Interest has definitely grown over the past few months. It looks like some people have fully embraced the idea, whilst others cannot overcome the ‘yuck’ effect. We had some PhD students visiting our farm a few weeks back; one student really wanted to try insects, but no matter how hard he tried, he could not get himself to put a worm in his mouth… fascinating! On the other hand we’ve had vegan and vegetarian guests that are open to the idea of entomophagy. The subject of vegan and vegetarian is very controversial. However, if the reason behind people’s choice are environmental, insect-eating is being considered as compatible with veganism in certain circles (so called ento-veganism). What we found is that, once people try insects once, they wonder what the fuss was all about! Mealworms in particular havea very tasty and nutty flavour, which is very hard to object to.
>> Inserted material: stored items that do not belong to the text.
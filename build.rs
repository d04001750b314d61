fn main() -> Result<(), Box<dyn std::error::Error>> {
    let out_dir = std::path::PathBuf::from(std::env::var("OUT_DIR")?);

    // Use the vendored protoc unless the environment provides one
    if std::env::var_os("PROTOC").is_none() {
        let protoc = protoc_bin_vendored::protoc_bin_path().map_err(|e| format!("{:?}", e))?;
        std::env::set_var("PROTOC", protoc);
    }

    // Compile proto files with file descriptor for reflection
    tonic_build::configure()
        .build_server(true)
        .build_client(true)
        .file_descriptor_set_path(out_dir.join("inventory_descriptor.bin"))
        .compile_protos(
            &[
                "proto/common.proto",
                "proto/auth.proto",
                "proto/users.proto",
                "proto/inventory.proto",
                "proto/items.proto",
                "proto/discussion.proto",
                "proto/search.proto",
                "proto/health.proto",
            ],
            &["proto"],
        )?;

    // Rerun if proto files change
    println!("cargo:rerun-if-changed=proto/");

    Ok(())
}
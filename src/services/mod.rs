pub mod auth_service;
pub mod discussion_service;
pub mod health_service;
pub mod inventory_service;
pub mod item_service;
pub mod search_service;
pub mod user_service;

pub use auth_service::AuthServiceImpl;
pub use discussion_service::DiscussionServiceImpl;
pub use health_service::HealthServiceImpl;
pub use inventory_service::InventoryServiceImpl;
pub use item_service::ItemServiceImpl;
pub use search_service::SearchServiceImpl;
pub use user_service::UserServiceImpl;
6. How close do you think we are to insects becoming a mainstream food source in the UK?
There have been many “insect products” hitting the shelves. Some contain as little as 0.01% insect powder, some are more plastic packaging than content. So yes, with clever and aggressive marketing there will be a growth in consumption. However, this is a far cry from being able to buy fresh insects from a local market or a local farm, which is the vision we are striving for. We think there is a real world-changing potential for lots of people like us to produce proteins serving their local community, shortening the supply chain, avoiding the need for freeze drying, post processing, packaging and other practices with a heavy environmental impact.
7. What are your plans for the future of Horizon Edible Insects?
We will continue to promote our concept of developing an ‘insect urban farming movement’ made of like-minded people for which sustainability is so much more than a mere marketing tool. For now, we are a lone voice, but we hope to get more people farming locally and prevent globalization of this industry. Sadly, we have already seen recent EFSA Novel Food regulations, favouring global firms by imposing the submission of an expensive individual application process, to prove each insect species is safe. This application process includes a data protection provision by which the applicant is allowed 5 years proprietary protection of its data. This means that the big players, which have been able to submit applications, will have 5 years exclusivity on the sale of certain species. We look at it as a patent on food, which is outrageous, if we think that insects are have been consumed for millions of years by billions of people in the world!